### Data for analysis
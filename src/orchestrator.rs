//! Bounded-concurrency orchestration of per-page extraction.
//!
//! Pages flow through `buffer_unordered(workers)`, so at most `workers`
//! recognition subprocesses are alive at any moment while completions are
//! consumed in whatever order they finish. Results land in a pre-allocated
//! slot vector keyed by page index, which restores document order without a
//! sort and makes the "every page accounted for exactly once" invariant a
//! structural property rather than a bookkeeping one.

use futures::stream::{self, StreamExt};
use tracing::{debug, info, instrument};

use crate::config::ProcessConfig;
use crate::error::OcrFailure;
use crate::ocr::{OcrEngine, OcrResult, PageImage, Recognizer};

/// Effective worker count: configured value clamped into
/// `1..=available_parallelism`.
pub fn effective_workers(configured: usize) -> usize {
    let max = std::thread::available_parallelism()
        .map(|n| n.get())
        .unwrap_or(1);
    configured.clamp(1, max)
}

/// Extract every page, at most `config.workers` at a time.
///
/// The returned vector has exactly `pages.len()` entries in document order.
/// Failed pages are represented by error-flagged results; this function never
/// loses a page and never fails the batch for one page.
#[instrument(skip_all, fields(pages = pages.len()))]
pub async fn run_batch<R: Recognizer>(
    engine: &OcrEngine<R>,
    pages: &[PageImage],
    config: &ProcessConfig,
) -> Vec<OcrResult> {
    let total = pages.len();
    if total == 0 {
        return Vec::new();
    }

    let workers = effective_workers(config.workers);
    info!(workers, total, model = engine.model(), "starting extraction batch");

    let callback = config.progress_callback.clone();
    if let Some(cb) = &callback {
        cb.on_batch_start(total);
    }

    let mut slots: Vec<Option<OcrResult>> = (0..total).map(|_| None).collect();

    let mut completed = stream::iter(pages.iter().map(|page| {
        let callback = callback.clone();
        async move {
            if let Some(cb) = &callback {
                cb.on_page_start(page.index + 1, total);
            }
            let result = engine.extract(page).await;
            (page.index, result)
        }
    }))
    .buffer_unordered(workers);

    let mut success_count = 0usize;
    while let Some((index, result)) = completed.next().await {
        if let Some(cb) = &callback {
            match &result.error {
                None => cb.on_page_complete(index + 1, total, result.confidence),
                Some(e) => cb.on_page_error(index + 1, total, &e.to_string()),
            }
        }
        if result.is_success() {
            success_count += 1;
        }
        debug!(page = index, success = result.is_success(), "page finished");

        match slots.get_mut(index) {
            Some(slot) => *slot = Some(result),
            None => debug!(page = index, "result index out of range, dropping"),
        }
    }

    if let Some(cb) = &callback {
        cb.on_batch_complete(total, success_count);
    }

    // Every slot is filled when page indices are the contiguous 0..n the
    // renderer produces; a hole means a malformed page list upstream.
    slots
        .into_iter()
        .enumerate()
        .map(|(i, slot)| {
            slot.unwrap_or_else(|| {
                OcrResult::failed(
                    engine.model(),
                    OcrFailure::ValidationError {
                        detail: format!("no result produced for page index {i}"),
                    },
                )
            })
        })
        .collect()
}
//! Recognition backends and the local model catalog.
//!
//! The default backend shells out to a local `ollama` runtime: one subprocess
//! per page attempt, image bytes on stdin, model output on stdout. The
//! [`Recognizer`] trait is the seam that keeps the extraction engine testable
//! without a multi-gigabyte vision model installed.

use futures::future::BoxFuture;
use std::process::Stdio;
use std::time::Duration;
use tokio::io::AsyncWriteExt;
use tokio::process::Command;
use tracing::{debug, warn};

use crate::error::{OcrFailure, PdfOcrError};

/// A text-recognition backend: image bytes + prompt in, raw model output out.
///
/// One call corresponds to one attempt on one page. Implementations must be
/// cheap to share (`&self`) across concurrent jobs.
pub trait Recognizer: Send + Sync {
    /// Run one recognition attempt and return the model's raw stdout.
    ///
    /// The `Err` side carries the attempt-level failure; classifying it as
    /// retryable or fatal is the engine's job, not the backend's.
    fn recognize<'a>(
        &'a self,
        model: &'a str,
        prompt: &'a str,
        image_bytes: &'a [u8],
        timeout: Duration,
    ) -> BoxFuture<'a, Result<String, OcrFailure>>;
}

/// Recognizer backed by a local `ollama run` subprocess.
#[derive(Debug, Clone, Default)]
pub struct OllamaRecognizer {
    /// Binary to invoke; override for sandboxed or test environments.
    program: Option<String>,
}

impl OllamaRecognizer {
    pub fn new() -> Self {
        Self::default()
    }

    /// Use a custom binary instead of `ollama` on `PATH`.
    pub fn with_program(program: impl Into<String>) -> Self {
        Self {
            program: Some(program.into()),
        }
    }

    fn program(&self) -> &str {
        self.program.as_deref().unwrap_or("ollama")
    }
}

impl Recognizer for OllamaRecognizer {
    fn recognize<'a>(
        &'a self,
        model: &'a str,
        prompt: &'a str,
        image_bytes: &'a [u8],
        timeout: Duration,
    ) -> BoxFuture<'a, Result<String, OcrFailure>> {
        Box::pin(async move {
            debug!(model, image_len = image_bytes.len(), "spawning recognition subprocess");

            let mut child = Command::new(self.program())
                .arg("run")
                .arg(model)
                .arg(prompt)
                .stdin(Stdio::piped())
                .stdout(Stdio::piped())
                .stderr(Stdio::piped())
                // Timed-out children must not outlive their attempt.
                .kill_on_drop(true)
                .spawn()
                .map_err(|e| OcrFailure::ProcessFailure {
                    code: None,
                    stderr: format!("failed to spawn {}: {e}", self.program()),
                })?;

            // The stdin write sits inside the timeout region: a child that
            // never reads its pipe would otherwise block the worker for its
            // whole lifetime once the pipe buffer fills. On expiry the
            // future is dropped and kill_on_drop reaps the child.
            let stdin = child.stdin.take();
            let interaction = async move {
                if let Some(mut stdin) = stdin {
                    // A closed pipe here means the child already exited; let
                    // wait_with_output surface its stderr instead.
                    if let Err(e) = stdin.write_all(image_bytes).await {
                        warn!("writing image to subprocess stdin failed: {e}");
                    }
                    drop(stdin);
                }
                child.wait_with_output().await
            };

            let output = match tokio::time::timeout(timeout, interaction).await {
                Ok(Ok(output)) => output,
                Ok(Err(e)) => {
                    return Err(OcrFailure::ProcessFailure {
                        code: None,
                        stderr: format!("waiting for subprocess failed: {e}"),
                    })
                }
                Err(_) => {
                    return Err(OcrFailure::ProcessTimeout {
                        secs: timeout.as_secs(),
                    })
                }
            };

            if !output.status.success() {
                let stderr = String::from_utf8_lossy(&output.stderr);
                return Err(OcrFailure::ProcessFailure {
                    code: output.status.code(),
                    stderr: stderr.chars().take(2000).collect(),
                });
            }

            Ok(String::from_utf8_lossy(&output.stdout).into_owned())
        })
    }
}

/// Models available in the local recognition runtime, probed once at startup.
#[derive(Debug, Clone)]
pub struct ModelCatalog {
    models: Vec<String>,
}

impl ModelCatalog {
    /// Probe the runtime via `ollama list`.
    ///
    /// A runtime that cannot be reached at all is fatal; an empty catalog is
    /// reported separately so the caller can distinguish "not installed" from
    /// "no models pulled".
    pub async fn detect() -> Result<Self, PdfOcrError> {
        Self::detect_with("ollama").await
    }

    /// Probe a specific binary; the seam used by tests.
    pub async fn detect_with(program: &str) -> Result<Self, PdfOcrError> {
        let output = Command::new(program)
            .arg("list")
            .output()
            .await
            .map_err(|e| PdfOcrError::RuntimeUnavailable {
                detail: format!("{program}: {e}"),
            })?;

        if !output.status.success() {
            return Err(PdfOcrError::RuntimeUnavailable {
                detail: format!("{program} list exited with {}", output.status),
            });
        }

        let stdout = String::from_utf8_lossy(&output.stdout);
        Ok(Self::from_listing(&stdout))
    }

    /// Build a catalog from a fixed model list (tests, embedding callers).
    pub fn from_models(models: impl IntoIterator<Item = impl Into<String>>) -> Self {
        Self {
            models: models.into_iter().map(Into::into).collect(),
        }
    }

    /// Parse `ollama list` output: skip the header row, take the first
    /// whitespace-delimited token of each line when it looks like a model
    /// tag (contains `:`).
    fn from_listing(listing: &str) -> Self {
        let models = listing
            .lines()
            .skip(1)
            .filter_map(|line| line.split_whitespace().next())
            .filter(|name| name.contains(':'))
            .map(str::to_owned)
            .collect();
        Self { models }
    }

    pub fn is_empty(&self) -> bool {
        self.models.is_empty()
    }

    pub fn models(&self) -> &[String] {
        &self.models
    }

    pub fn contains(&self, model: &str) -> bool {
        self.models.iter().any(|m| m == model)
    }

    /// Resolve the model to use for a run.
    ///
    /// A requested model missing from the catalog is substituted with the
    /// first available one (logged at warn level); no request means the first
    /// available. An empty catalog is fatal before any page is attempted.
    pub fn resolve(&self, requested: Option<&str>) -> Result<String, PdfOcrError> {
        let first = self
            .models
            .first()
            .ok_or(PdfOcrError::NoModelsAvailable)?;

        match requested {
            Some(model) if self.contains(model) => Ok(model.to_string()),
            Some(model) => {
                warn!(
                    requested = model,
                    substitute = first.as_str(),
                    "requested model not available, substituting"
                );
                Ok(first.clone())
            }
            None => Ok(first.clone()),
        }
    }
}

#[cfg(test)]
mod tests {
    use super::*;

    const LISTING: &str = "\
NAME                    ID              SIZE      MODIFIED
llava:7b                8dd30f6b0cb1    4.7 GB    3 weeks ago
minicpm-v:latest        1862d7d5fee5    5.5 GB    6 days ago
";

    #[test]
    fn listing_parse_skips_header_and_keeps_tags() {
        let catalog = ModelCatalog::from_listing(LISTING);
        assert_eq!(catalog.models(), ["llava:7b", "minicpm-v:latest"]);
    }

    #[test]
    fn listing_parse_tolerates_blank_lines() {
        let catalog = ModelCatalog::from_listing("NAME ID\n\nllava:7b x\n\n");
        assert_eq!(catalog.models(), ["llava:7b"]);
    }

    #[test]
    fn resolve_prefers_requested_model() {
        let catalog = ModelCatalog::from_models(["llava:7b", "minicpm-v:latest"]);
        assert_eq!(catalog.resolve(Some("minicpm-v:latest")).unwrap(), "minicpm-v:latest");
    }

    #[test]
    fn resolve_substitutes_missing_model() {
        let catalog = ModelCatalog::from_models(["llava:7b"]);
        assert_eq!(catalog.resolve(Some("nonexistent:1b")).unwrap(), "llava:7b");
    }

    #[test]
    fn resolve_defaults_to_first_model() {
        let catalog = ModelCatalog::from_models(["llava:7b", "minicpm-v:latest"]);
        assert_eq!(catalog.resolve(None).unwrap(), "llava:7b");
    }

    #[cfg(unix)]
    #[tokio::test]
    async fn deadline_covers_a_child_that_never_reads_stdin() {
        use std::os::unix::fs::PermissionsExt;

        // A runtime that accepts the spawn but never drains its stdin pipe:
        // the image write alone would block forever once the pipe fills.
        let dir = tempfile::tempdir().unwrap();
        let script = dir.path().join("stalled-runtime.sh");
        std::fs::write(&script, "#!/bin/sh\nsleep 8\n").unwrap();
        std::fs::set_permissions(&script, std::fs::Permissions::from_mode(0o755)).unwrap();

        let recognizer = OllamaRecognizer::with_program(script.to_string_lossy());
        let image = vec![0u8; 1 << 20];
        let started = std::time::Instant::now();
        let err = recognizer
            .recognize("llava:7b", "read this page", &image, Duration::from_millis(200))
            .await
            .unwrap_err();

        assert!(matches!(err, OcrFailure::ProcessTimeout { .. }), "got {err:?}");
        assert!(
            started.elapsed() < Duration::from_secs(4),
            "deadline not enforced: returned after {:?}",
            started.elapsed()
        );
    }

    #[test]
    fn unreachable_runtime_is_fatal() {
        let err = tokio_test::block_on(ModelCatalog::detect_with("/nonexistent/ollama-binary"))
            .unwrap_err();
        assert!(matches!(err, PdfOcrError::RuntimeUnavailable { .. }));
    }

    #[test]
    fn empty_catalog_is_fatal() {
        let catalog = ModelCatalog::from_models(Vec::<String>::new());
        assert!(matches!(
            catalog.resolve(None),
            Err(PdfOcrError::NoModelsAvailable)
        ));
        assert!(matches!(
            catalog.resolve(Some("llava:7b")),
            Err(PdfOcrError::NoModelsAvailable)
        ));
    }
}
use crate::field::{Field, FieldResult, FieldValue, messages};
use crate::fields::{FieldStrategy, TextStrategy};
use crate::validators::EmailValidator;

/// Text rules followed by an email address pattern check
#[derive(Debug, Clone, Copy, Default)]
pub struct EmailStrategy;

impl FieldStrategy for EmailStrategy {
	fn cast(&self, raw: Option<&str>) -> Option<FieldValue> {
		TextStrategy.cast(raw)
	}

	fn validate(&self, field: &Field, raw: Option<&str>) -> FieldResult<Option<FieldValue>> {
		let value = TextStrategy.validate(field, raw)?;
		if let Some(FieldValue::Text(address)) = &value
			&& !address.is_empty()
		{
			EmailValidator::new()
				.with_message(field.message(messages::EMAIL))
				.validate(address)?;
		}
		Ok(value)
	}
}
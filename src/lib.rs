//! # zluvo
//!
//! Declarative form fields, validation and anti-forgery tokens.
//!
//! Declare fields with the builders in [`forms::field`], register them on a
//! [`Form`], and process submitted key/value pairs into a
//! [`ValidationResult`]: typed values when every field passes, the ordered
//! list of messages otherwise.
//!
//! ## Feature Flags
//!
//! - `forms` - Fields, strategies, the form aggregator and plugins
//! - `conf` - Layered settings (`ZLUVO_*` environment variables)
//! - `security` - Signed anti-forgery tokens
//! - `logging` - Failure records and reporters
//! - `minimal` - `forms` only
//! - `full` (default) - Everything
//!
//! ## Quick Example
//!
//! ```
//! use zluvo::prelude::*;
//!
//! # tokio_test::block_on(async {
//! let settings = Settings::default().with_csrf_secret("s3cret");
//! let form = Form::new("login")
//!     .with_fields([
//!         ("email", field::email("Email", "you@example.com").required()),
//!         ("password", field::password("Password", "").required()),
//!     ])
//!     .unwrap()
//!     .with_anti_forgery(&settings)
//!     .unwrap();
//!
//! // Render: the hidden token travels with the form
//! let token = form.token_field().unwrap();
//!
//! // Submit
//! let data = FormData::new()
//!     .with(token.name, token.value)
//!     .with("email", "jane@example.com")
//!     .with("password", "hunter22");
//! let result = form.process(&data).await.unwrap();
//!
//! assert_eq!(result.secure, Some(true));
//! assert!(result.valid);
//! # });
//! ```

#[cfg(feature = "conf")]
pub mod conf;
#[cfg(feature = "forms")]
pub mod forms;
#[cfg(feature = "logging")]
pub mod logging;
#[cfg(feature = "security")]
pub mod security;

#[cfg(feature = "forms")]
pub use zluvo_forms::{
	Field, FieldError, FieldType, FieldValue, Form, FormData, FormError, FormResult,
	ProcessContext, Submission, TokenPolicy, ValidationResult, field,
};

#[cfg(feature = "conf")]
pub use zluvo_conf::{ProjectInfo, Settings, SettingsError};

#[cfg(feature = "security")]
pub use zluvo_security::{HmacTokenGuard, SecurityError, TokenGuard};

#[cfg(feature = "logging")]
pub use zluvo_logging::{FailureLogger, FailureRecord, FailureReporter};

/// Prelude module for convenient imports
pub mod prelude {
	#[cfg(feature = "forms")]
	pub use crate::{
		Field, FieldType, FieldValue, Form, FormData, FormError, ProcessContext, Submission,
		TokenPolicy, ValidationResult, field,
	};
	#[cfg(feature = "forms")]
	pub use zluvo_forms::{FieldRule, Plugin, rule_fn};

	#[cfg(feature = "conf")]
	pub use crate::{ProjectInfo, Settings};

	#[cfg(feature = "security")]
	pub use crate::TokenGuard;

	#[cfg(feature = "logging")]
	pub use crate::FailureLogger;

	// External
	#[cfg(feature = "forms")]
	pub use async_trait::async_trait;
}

### Description of the task
Output each line of the listing above that has "EmailValidator".

### The answer
use crate::validators::EmailValidator;
			EmailValidator::new()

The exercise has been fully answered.